I name dropped epicurious the other day at work and was met by an extremely blank stare and had to mentally rewind the conversation and remind myself that not everyone stalks the new content on epicurious.  Anyway, I moseyed on over to epicurious on Monday to see what was new and was greeted by a whole spiel on weddings – wedding showers, wedding menus, wedding registries, etc.  I clicked on the bit about the wedding registry because I have friends who are getting married in a few weeks and earlier this year they asked around at Dinner for kitchen registry recommendations – what we considered essential kitchen equipment, what kitchen equipment we coveted, and useful vs. useless kitchen gadgets.  

The epicurious suggested wedding registry comes in two flavors – for novice cooks, and for expert cooks.  My initial reaction to both lists was, what?  No really, what?  On further reflection, while the expert list remains baffling, the novice list is less bizarre than it appeared at first glance.  I still have quibbles with elements of it, but then I’m also not setting up a brand new kitchen with no experience of what I might like/dislike.  I am, at this point, set in my ways and possessed of firm opinions about what’s worth the space and what isn’t.  This probably disqualifies me from being a novice cook (although, clearly I’m not foodie enough to qualify for epicurious’ expert designation either).

Wedding Registry – Novice
You can click on the link for their explanations of why they choose what, but I’ll summarize.

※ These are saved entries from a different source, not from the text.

//! OAuth2 Configuration
//!
//! Credenciais do app HubSpot e endpoints do provider

use serde::{Deserialize, Serialize};

/// Endpoint de autorização do HubSpot
pub const AUTHORIZATION_ENDPOINT: &str = "https://app.hubspot.com/oauth/authorize";

/// Token endpoint do HubSpot (authorization_code e refresh_token grants)
pub const TOKEN_ENDPOINT: &str = "https://api.hubapi.com/oauth/v1/token";

/// Escopo fixo solicitado na autorização
pub const OAUTH_SCOPE: &str = "crm.objects.contacts.read oauth";

#[derive(Debug, Clone, Serialize, Deserialize)]
pub struct OAuth2Config {
    /// Client ID fornecido pelo HubSpot
    pub client_id: String,

    /// Client Secret fornecido pelo HubSpot
    pub client_secret: String,

    /// URL de callback registrada no HubSpot App
    pub redirect_uri: String,

    /// Endpoint de autorização (fixo; campo público para os testes)
    pub authorization_endpoint: String,

    /// Token endpoint (fixo; campo público para os testes)
    pub token_endpoint: String,
}

impl OAuth2Config {
    /// Criar configuração a partir de variáveis de ambiente
    ///
    /// As três credenciais são obrigatórias; a ausência de qualquer uma é
    /// erro de configuração na inicialização, não por request.
    pub fn from_env() -> Result<Self, String> {
        let client_id = std::env::var("HUBSPOT_CLIENT_ID")
            .map_err(|_| "HUBSPOT_CLIENT_ID não configurado".to_string())?;

        let client_secret = std::env::var("HUBSPOT_CLIENT_SECRET")
            .map_err(|_| "HUBSPOT_CLIENT_SECRET não configurado".to_string())?;

        let redirect_uri = std::env::var("HUBSPOT_REDIRECT_URI")
            .map_err(|_| "HUBSPOT_REDIRECT_URI não configurado".to_string())?;

        Ok(Self {
            client_id,
            client_secret,
            redirect_uri,
            authorization_endpoint: AUTHORIZATION_ENDPOINT.to_string(),
            token_endpoint: TOKEN_ENDPOINT.to_string(),
        })
    }

    /// Gerar URL de autorização do HubSpot
    ///
    /// O state serializado completo vai na query string: o callback recupera
    /// user_id/org_id dele sem precisar de índice de lookup separado.
    pub fn authorization_url(&self, encoded_state: &str) -> String {
        format!(
            "{}?client_id={}&redirect_uri={}&scope={}&state={}",
            self.authorization_endpoint,
            self.client_id,
            urlencoding::encode(&self.redirect_uri),
            urlencoding::encode(OAUTH_SCOPE),
            urlencoding::encode(encoded_state),
        )
    }
}

#[cfg(test)]
mod tests {
    use super::*;

    fn config() -> OAuth2Config {
        OAuth2Config {
            client_id: "test_client_id".to_string(),
            client_secret: "test_secret".to_string(),
            redirect_uri: "https://example.com/callback".to_string(),
            authorization_endpoint: AUTHORIZATION_ENDPOINT.to_string(),
            token_endpoint: TOKEN_ENDPOINT.to_string(),
        }
    }

    #[test]
    fn test_authorization_url() {
        let url = config().authorization_url("{\"state\":\"abc\"}");

        assert!(url.starts_with("https://app.hubspot.com/oauth/authorize?"));
        assert!(url.contains("client_id=test_client_id"));
        assert!(url.contains("redirect_uri=https%3A%2F%2Fexample.com%2Fcallback"));
        assert!(url.contains("scope=crm.objects.contacts.read%20oauth"));
        assert!(url.contains("state=%7B%22state%22%3A%22abc%22%7D"));
    }
}
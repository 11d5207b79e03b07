//! Proposed pairings and approved relations

use chrono::{DateTime, Utc};
use serde::{Deserialize, Serialize};

use crate::user::UserId;

/// Which scoring criteria a pairing satisfied.
///
/// `area_match` is the mandatory criterion and is always true for any
/// persisted pairing; the other two record whether the optional bonuses
/// were applied.
#[derive(Debug, Clone, Copy, PartialEq, Eq, Serialize, Deserialize)]
pub struct AssignmentCriteria {
    pub area_match: bool,
    pub subject_match: bool,
    pub grade_match: bool,
}

/// Lifecycle state of a proposed pairing
#[derive(Debug, Clone, Copy, PartialEq, Eq, Serialize, Deserialize)]
#[serde(rename_all = "snake_case")]
pub enum AssignmentStatus {
    Pending,
    Approved,
    Rejected,
}

/// A proposed, not-yet-approved pairing between a guardian and a tutor.
///
/// At most one pending assignment may exist per (guardian, tutor) pair.
#[derive(Debug, Clone, PartialEq, Serialize, Deserialize)]
pub struct Assignment {
    pub id: String,
    pub guardian_id: UserId,
    pub tutor_id: UserId,
    pub compatibility_score: f64,
    pub criteria: AssignmentCriteria,
    pub created_by: UserId,
    pub created_at: DateTime<Utc>,
    pub status: AssignmentStatus,
}

impl Assignment {
    pub fn is_pending(&self) -> bool {
        self.status == AssignmentStatus::Pending
    }
}

/// Request to create a new assignment
#[derive(Debug, Clone, PartialEq, Serialize, Deserialize)]
pub struct NewAssignment {
    pub guardian_id: UserId,
    pub tutor_id: UserId,
    pub compatibility_score: f64,
    pub criteria: AssignmentCriteria,
    pub created_by: UserId,
}

/// Lifecycle state of a confirmed pairing
#[derive(Debug, Clone, Copy, PartialEq, Eq, Serialize, Deserialize)]
#[serde(rename_all = "snake_case")]
pub enum RelationStatus {
    Active,
    Dissociated,
}

/// A confirmed pairing. History is append-only: relations are marked
/// dissociated, never deleted.
#[derive(Debug, Clone, PartialEq, Serialize, Deserialize)]
pub struct ApprovedRelation {
    pub id: String,
    pub guardian_id: UserId,
    pub tutor_id: UserId,
    pub approved_at: DateTime<Utc>,
    pub approved_by: UserId,
    pub compatibility_score: f64,
    pub criteria: AssignmentCriteria,
    pub status: RelationStatus,
    pub dissociated_at: Option<DateTime<Utc>>,
    pub dissociated_by: Option<UserId>,
}

impl ApprovedRelation {
    pub fn is_active(&self) -> bool {
        self.status == RelationStatus::Active
    }

    /// Mark the relation dissociated, recording actor and time
    pub fn dissociate(&mut self, actor: &str, at: DateTime<Utc>) {
        self.status = RelationStatus::Dissociated;
        self.dissociated_at = Some(at);
        self.dissociated_by = Some(actor.to_string());
    }
}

1 – Good set of pots and pan
Yes.  I’d order my pots and pans a la carte because I know what I’m likely to use/not use, but for a starting cook a general range is useful.

2 – Carbon steel wok
Really?  I’ve never had a need for a wok.  Do they even work well on non-gas stoves?  I’d suggest a cast iron skillet instead – cheaper, and oven safe.

3 – Knife Set
Overrated.  Big chef’s knife, yes.  About 12 small paring knives, yes.  All the things in between?  Fairly pointless.  Unless you’re really into boning chickens and filleting fish I can’t think of a good reason for them.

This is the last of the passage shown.